BRUCE E. IVINS has been dead for three years, but questions still abound about whether he carried out the 2001 anthrax attacks that killed five people and seriously sickened 17 others.
The FBI compiled what appeared to be an overwhelming case against the former microbiologist at Maryland’s Fort Detrick. In the weeks before anthrax-laced letters were mailed, FBI affidavits claimed, Mr. Ivins stayed late nights and weekends at the Army lab that allowed him to work undetected while cultivating the deadly spores. And the FBI provided a possible motive: An anthrax vaccine program Mr. Ivins was working on had run into trouble; an attack could give the project a boost.
But the coup de grace, according to the bureau, was provided by a cutting-edge genetic test of the anthrax spores that linked Mr. Ivins to the attack. Mr. Ivins took his own life in 2008 just as the Justice Department was preparing to charge him.
This scientific evidence came under fire in February when the National Academy of Sciences, which was commissioned by the FBI to review the case, reported that the bureau had not performed enough tests or been precise enough to conclude definitively that Mr. Ivins was the lone culprit.
Now three independent scientists have teamed up to publish a paper in the Journal of Bioterrorism and Biodefense that points to other alleged failings in the FBI’s testing procedures.

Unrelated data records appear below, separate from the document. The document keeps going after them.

//! qsat Hardware Abstraction Layer
//!
//! The seam between search algorithms and whatever runs their circuits:
//! - the [`Backend`] trait for job submission and management
//! - [`Capabilities`] describing what a backend accepts
//! - [`Counts`] and [`ExecutionResult`] for measurement outcomes
//! - [`Histogram`] for looking at them
//!
//! # Implementing a Backend
//!
//! ```ignore
//! use qsat_hal::{
//!     Backend, BackendAvailability, Capabilities, ExecutionResult, HalResult, JobId,
//!     JobStatus, ValidationResult,
//! };
//! use qsat_ir::Circuit;
//! use async_trait::async_trait;
//!
//! struct MyBackend {
//!     capabilities: Capabilities,
//! }
//!
//! #[async_trait]
//! impl Backend for MyBackend {
//!     fn name(&self) -> &str { "my_backend" }
//!
//!     fn capabilities(&self) -> &Capabilities {
//!         &self.capabilities
//!     }
//!
//!     async fn availability(&self) -> HalResult<BackendAvailability> {
//!         Ok(BackendAvailability::always_available())
//!     }
//!
//!     async fn validate(&self, circuit: &Circuit) -> HalResult<ValidationResult> {
//!         Ok(ValidationResult::Valid)
//!     }
//!
//!     async fn submit(&self, circuit: &Circuit, shots: u32) -> HalResult<JobId> {
//!         # todo!()
//!     }
//!
//!     async fn status(&self, job_id: &JobId) -> HalResult<JobStatus> {
//!         # todo!()
//!     }
//!
//!     async fn result(&self, job_id: &JobId) -> HalResult<ExecutionResult> {
//!         # todo!()
//!     }
//!
//!     async fn cancel(&self, job_id: &JobId) -> HalResult<()> {
//!         # todo!()
//!     }
//! }
//! ```

pub mod backend;
pub mod capability;
pub mod error;
pub mod histogram;
pub mod job;
pub mod result;

pub use backend::{
    Backend, BackendAvailability, BackendConfig, BackendFactory, MAX_POLLS, POLL_INTERVAL,
    ValidationResult,
};
pub use capability::{Capabilities, GateSet};
pub use error::{HalError, HalResult};
pub use histogram::{Histogram, HistogramOrder, HistogramRow};
pub use job::{Job, JobId, JobStatus};
pub use result::{Counts, ExecutionResult};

Also this month, a joint investigation by PBS’s “Frontline” newsmagazine, the ProPublica online newsroom and McClatchy Newspapers raised additional questions about the accuracy of the FBI investigation. For example, the journalists revealed that Mr. Ivins handed over to investigators lab flasks that contained telltale markers found in the anthrax used in the attacks. This revelation appears to contradict FBI assertions that Mr. Ivins withheld or manipulated evidence.
Doubts about the investigation were bound to linger since Mr. Ivins killed himself before he could be tried. But the uncertainty is unacceptable. Congress should convene a panel of independent law enforcement specialists and scientists to pore over the evidence collected in the course of the FBI investigation — including classified information that was withheld from the NAS panel. Such an inquiry should attempt to get to the bottom of the 2001 attacks and assess the nation’s ability to prevent a similar attack.